> _Problem details_: Check each line of the listing for the string "value". Copy those where it appears.

> _Dataset records_:
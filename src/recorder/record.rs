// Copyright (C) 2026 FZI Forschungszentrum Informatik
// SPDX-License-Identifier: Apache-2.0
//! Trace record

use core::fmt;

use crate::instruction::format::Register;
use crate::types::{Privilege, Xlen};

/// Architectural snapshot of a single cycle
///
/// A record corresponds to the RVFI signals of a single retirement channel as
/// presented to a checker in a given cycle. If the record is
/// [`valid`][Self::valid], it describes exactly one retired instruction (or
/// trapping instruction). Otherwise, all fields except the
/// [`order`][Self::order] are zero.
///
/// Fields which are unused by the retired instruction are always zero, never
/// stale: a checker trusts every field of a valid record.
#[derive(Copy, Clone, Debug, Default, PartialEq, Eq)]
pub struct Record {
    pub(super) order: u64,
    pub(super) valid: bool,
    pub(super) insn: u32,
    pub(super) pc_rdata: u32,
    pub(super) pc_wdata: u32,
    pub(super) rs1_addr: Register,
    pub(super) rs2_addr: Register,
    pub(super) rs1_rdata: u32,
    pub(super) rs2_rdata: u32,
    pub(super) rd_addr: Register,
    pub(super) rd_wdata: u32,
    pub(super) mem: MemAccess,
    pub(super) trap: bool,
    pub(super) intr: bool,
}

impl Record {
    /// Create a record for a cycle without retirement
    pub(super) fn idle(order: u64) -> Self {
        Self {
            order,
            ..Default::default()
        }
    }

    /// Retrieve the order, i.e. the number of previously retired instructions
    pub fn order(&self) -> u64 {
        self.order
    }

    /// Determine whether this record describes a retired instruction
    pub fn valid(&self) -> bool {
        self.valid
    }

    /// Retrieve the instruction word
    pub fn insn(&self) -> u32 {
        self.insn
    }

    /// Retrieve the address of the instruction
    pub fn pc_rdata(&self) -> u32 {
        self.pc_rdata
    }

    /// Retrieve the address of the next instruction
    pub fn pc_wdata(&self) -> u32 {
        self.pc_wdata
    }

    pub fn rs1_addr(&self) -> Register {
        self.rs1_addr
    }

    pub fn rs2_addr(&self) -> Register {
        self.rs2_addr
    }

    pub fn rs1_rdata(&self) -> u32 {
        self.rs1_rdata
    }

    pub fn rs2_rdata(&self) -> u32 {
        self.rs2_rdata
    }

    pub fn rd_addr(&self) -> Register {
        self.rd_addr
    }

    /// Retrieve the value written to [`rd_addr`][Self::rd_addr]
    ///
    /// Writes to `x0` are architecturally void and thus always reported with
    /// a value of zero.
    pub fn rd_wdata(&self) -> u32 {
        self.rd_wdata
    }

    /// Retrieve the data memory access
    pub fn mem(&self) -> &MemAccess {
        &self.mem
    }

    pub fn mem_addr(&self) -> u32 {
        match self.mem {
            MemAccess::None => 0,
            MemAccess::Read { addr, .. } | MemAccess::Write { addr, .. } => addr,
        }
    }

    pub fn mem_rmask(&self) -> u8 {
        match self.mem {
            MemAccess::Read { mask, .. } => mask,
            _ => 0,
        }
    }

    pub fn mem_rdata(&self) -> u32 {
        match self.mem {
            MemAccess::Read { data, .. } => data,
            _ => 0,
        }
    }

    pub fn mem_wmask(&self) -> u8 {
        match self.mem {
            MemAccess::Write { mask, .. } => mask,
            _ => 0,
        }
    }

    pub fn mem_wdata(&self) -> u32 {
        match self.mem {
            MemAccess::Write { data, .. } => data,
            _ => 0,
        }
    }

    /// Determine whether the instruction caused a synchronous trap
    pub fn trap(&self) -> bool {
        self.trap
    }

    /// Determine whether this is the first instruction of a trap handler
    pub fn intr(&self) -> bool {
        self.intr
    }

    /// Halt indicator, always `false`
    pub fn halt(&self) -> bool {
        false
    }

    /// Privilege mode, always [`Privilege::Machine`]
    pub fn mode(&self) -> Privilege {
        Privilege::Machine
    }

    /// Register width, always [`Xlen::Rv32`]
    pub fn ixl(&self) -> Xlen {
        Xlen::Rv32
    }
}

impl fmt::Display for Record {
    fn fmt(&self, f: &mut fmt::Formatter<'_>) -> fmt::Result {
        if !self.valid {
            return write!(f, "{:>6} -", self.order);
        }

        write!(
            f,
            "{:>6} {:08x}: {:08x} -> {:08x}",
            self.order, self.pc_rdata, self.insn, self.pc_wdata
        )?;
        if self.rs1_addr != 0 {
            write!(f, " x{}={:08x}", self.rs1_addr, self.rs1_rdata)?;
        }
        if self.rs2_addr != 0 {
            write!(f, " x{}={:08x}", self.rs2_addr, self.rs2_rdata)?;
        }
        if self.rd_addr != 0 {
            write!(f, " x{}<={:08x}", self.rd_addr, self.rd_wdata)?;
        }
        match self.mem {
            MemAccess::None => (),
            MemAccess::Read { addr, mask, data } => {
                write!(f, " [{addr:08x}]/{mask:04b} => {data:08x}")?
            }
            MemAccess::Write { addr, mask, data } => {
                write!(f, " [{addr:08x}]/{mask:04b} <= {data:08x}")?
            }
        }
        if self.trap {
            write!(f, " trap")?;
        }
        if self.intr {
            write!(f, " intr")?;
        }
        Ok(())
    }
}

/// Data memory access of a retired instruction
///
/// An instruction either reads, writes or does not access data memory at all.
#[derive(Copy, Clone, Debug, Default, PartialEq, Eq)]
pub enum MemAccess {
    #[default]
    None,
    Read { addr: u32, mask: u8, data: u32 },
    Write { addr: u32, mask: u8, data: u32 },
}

> _Result of this exercise_:
    /// Retrieve the value written to [`rd_addr`][Self::rd_addr]
    /// a value of zero.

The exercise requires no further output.